Keynoter William Barney of Pacnet said the last four years were the most difficult in the telecommunications industry, due to economic recession, intense competition, and technology disruption and substitution. Yet he said that trends are building unprecedented opportunities for network providers, especially in cloud computing. These will allowapplications services at unprecedented scale.

Subsea capacity booms, bringing new routes, including potential Arctic bypass
Some of the biggest news was continuing growth of subsea optical transmission networking, despite the fact that there’s already ample “lit-capacity,” or deployed network resources. In trans-Atlantic routes, for example, less than half lit-capacity is used.

Technical improvements have increased speed and extended the life of previously laid cables, but new routes and landing sites are adding lit-capacity worldwide. Many operators are adding capacity to provide reliability and redundancy, as well as new routes that reduce latency.

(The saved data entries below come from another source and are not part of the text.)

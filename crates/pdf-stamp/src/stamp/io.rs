//! Reading and writing the stamped document

use crate::types::*;
use lopdf::Document;
use std::ffi::OsString;
use std::path::{Path, PathBuf};

/// Read and parse a PDF off the async runtime's worker threads
pub async fn load_pdf(path: impl AsRef<Path>) -> Result<Document> {
    let path = path.as_ref();
    let bytes = tokio::fs::read(path).await?;
    let document = tokio::task::spawn_blocking(move || Document::load_mem(&bytes)).await??;
    log::debug!(
        "Loaded {} ({} pages)",
        path.display(),
        document.get_pages().len()
    );
    Ok(document)
}

/// Serialize `doc` and write it to `path`.
///
/// The bytes go to a sibling file first and are then renamed over `path`,
/// so the input can be stamped in place without being truncated on failure.
pub async fn save_pdf(mut doc: Document, path: impl AsRef<Path>) -> Result<()> {
    let path = path.as_ref();
    let bytes = tokio::task::spawn_blocking(move || {
        let mut writer = Vec::new();
        doc.save_to(&mut writer)?;
        Ok::<_, StampError>(writer)
    })
    .await??;

    let partial = partial_path(path);
    if let Err(e) = tokio::fs::write(&partial, &bytes).await {
        let _ = tokio::fs::remove_file(&partial).await;
        return Err(e.into());
    }
    tokio::fs::rename(&partial, path).await?;

    log::debug!("Wrote {} bytes to {}", bytes.len(), path.display());
    Ok(())
}

fn partial_path(path: &Path) -> PathBuf {
    let mut name = path
        .file_name()
        .map(|n| n.to_os_string())
        .unwrap_or_else(|| OsString::from("output.pdf"));
    name.push(".partial");
    path.with_file_name(name)
}
//! Per-item placement
//!
//! Every item is best-effort: a missing file, an empty or unreadable pool,
//! an unreadable image or a failed disposal is recorded as a warning and
//! the batch moves on. Backend failures are returned as errors.

use crate::backend::DocumentBackend;
use crate::config::{DisposablePoolSpec, ImageSpec, Placement, RandomPoolSpec};
use crate::geometry::placement_rect;
use crate::pool::{choose_from_pool, dispose};
use crate::probe::ImageProbe;
use crate::types::*;
use rand::Rng;
use std::path::{Path, PathBuf};

/// Draws configured images onto a document and records what happened.
pub struct PlacementEngine<'a, B: ?Sized, P: ?Sized> {
    backend: &'a mut B,
    probe: &'a P,
    report: StampReport,
}

impl<'a, B, P> PlacementEngine<'a, B, P>
where
    B: DocumentBackend + ?Sized,
    P: ImageProbe + ?Sized,
{
    /// Continue filling an existing report
    pub fn with_report(backend: &'a mut B, probe: &'a P, report: StampReport) -> Self {
        Self {
            backend,
            probe,
            report,
        }
    }

    pub fn finish(self) -> StampReport {
        self.report
    }

    /// Place fixed images in order, skipping files that do not exist
    pub fn place_fixed_images(&mut self, images: &[ImageSpec]) -> Result<()> {
        for image in images {
            if !image.path.is_file() {
                self.report.warn(StampWarning::MissingSourceFile {
                    path: image.path.clone(),
                });
                continue;
            }
            self.place(&image.path, &image.placement)?;
        }
        Ok(())
    }

    /// Place one randomly chosen image from each pool
    pub fn place_random_pools<R: Rng + ?Sized>(
        &mut self,
        pools: &[RandomPoolSpec],
        rng: &mut R,
    ) -> Result<()> {
        for pool in pools {
            if let Some(chosen) = self.choose(&pool.pool, rng) {
                self.place(&chosen, &pool.placement)?;
            }
        }
        Ok(())
    }

    /// Place one randomly chosen image from each pool, then move it to the
    /// pool's disposed directory. A failed move leaves the placement in place.
    pub fn place_disposable_pools<R: Rng + ?Sized>(
        &mut self,
        pools: &[DisposablePoolSpec],
        rng: &mut R,
    ) -> Result<()> {
        for pool in pools {
            let Some(chosen) = self.choose(&pool.pool, rng) else {
                continue;
            };
            if !self.place(&chosen, &pool.placement)? {
                continue;
            }

            match dispose(&chosen, &pool.disposed_dir) {
                Ok(destination) => self.report.disposed.push(destination),
                Err(e) => self.report.warn(StampWarning::DisposalMoveFailure {
                    path: chosen,
                    disposed_dir: pool.disposed_dir.clone(),
                    reason: e.to_string(),
                }),
            }
        }
        Ok(())
    }

    fn choose<R: Rng + ?Sized>(&mut self, pool: &Path, rng: &mut R) -> Option<PathBuf> {
        match choose_from_pool(pool, rng) {
            Ok(Some(chosen)) => {
                log::debug!("Chose {} from pool {}", chosen.display(), pool.display());
                Some(chosen)
            }
            Ok(None) => {
                self.report.warn(StampWarning::EmptyPool {
                    pool: pool.to_path_buf(),
                });
                None
            }
            Err(e) => {
                self.report.warn(StampWarning::PoolUnreadable {
                    pool: pool.to_path_buf(),
                    reason: e.to_string(),
                });
                None
            }
        }
    }

    /// Draw `source` on every targeted page. Returns whether anything was drawn.
    fn place(&mut self, source: &Path, placement: &Placement) -> Result<bool> {
        let pixels = match self.probe.read_geometry(source) {
            Ok(pixels) if pixels.width > 0 && pixels.height > 0 => pixels,
            Ok(_) => {
                self.report.warn(StampWarning::UnreadableImage {
                    path: source.to_path_buf(),
                    reason: "image has no pixels".to_string(),
                });
                return Ok(false);
            }
            Err(e) => {
                self.report.warn(StampWarning::UnreadableImage {
                    path: source.to_path_buf(),
                    reason: e.to_string(),
                });
                return Ok(false);
            }
        };

        // Geometry is computed once and shared by every targeted page
        let rect = placement_rect(pixels, placement.scale, placement.x, placement.y);
        log::info!(
            "Image {} at ({}, {}) scale {} on {}",
            source.display(),
            placement.x,
            placement.y,
            placement.scale,
            placement.page
        );

        let pages = match placement.page {
            PageTarget::All => 0..self.backend.page_count(),
            PageTarget::Index(index) => index..index + 1,
        };

        let mut placed = false;
        for page_index in pages {
            match self.backend.insert_image(page_index, rect, source) {
                Ok(()) => {}
                // Pixel data that fails to decode is the image's fault, not the document's
                Err(StampError::Image(e)) if !placed => {
                    self.report.warn(StampWarning::UnreadableImage {
                        path: source.to_path_buf(),
                        reason: e.to_string(),
                    });
                    return Ok(false);
                }
                Err(e) => return Err(e),
            }
            log::debug!("Placed {} on page {} at {}", source.display(), page_index, rect);
            self.report.images_placed += 1;
            placed = true;
        }

        Ok(placed)
    }
}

There is also discussion that unprecedented, previously unfeasible, Arctic routes now may be possible, because of melting Arctic icecap. These would allow traffic to flow from Asia directly to Europe, bypassing North American networks completely.

As to what is driving this demand, TeleGeography market researchers report that in the typical Atlantic route, for example, 75% of used subsea capacity carries Internet traffic, with a miniscule commitment to switched voice of just 0.2%. Private network traffic accounts for the rest of used subsea capacity. There will be no international carriage bottlenecks in the foreseeable future, notwithstanding earlier prophecy of capacity scarcity. This feared prediction is just not happening, according to reports at the conference.

Delegates again emphasized the continuing shift in the ratio of outbound Middle East communications traffic declining toward Europe and North America and increasing toward Asia. Traffic is rapidly increasing in Africa and other previously underserved areas, but U.S. inbound and outbound traffic still dominates. For example, conference sponsor Infinera touted its 100G Ethernet switching capacity with NTT partner Pacific Crossing’s 9,500-kilometer transpacific cable. Their target is to access Asia’s 922 million Internet users, according to their strategic vision.